> WORK REQUEST
Print, in exact form, the lines below from the one containing "observable session snapshot." through the one containing "currently signed in.", and omit all others.

◆ ◆ ◆ ◆ ◆ ◆ ◆

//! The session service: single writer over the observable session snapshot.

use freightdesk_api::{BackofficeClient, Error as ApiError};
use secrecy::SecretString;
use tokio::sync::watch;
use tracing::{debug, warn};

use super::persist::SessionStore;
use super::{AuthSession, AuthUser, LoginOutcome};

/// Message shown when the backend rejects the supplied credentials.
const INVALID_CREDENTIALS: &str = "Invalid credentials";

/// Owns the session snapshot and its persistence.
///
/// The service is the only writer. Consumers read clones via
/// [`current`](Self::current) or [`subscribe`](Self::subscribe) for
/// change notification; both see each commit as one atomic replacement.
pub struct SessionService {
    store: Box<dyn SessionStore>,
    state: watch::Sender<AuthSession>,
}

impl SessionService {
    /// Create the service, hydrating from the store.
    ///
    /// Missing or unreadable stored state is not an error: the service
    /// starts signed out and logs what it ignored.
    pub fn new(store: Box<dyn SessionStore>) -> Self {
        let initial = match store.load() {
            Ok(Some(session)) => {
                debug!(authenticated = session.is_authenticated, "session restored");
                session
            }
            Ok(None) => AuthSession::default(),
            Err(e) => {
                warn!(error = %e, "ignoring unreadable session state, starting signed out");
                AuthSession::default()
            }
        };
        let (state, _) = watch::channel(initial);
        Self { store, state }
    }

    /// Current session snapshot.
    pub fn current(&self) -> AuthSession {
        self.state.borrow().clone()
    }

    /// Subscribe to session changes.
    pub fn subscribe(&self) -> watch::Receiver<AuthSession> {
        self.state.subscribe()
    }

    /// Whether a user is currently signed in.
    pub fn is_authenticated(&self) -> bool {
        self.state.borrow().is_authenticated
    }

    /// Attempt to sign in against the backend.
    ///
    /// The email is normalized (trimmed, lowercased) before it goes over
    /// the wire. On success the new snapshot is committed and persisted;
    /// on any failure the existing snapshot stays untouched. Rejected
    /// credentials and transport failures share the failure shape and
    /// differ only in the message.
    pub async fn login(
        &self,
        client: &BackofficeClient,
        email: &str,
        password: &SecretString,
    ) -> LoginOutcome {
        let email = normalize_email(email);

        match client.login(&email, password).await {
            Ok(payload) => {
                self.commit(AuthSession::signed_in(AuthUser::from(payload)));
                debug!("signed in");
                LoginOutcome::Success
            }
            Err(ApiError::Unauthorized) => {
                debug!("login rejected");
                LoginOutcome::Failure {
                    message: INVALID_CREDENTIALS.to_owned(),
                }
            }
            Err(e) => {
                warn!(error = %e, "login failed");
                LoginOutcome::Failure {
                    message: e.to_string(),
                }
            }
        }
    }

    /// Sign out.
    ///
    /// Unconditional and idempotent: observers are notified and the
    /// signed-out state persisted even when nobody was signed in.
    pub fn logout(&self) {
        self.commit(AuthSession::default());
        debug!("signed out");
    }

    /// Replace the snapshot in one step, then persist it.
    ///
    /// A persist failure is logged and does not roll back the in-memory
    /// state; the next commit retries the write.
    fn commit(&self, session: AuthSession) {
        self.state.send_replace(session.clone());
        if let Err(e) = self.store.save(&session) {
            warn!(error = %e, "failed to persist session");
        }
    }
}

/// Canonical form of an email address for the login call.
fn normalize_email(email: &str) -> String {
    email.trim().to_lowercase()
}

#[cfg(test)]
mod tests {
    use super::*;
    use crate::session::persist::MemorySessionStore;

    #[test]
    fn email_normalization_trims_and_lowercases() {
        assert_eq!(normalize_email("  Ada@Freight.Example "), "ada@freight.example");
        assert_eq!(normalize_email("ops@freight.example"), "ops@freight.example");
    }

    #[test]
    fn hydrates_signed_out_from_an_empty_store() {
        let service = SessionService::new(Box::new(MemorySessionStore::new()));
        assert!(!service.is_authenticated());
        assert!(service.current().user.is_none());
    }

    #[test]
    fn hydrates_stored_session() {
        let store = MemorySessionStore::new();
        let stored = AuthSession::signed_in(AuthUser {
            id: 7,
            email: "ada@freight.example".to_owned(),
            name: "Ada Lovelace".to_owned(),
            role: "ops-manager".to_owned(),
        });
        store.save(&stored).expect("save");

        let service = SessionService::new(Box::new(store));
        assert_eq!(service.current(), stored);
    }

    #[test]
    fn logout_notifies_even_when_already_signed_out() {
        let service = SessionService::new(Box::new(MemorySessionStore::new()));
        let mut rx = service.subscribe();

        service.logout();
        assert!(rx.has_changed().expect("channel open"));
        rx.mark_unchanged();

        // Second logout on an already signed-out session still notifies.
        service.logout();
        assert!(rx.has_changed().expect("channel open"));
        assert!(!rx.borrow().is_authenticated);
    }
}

◆ ◆ ◆ ◆ ◆ ◆ ◆

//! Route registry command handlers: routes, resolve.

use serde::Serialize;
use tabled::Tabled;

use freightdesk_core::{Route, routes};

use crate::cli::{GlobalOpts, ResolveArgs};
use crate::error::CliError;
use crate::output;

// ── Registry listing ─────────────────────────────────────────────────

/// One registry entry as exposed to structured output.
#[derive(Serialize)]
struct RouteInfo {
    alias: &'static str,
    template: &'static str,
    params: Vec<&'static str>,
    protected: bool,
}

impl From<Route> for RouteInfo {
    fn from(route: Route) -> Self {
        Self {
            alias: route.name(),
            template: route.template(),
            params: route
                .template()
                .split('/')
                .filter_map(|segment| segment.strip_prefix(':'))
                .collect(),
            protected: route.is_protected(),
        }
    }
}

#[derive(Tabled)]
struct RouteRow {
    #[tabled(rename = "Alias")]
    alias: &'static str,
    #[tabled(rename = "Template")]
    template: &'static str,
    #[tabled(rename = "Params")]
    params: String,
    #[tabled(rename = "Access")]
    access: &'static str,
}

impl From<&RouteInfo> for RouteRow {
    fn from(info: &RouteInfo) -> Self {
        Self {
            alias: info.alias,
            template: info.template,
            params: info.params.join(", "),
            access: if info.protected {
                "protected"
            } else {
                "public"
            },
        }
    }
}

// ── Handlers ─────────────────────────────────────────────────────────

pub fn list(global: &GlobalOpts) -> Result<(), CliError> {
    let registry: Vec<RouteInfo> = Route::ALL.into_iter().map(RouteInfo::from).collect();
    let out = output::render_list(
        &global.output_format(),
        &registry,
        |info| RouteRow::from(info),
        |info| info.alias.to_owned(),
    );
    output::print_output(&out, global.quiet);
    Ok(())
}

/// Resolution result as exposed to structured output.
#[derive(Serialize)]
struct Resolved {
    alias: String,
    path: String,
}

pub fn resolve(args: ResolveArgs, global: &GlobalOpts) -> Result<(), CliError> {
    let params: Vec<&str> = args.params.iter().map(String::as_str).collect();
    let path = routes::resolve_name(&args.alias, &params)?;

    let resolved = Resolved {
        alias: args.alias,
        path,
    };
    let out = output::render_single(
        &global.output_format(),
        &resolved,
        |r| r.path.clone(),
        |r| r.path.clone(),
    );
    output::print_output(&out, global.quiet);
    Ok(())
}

◆ ◆ ◆ ◆ ◆ ◆ ◆

> TASK RESULT
//! The session service: single writer over the observable session snapshot.

use freightdesk_api::{BackofficeClient, Error as ApiError};
use secrecy::SecretString;
use tokio::sync::watch;
use tracing::{debug, warn};

use super::persist::SessionStore;
use super::{AuthSession, AuthUser, LoginOutcome};

/// Message shown when the backend rejects the supplied credentials.
const INVALID_CREDENTIALS: &str = "Invalid credentials";

/// Owns the session snapshot and its persistence.
///
/// The service is the only writer. Consumers read clones via
/// [`current`](Self::current) or [`subscribe`](Self::subscribe) for
/// change notification; both see each commit as one atomic replacement.
pub struct SessionService {
    store: Box<dyn SessionStore>,
    state: watch::Sender<AuthSession>,
}

impl SessionService {
    /// Create the service, hydrating from the store.
    ///
    /// Missing or unreadable stored state is not an error: the service
    /// starts signed out and logs what it ignored.
    pub fn new(store: Box<dyn SessionStore>) -> Self {
        let initial = match store.load() {
            Ok(Some(session)) => {
                debug!(authenticated = session.is_authenticated, "session restored");
                session
            }
            Ok(None) => AuthSession::default(),
            Err(e) => {
                warn!(error = %e, "ignoring unreadable session state, starting signed out");
                AuthSession::default()
            }
        };
        let (state, _) = watch::channel(initial);
        Self { store, state }
    }

    /// Current session snapshot.
    pub fn current(&self) -> AuthSession {
        self.state.borrow().clone()
    }

    /// Subscribe to session changes.
    pub fn subscribe(&self) -> watch::Receiver<AuthSession> {
        self.state.subscribe()
    }

    /// Whether a user is currently signed in.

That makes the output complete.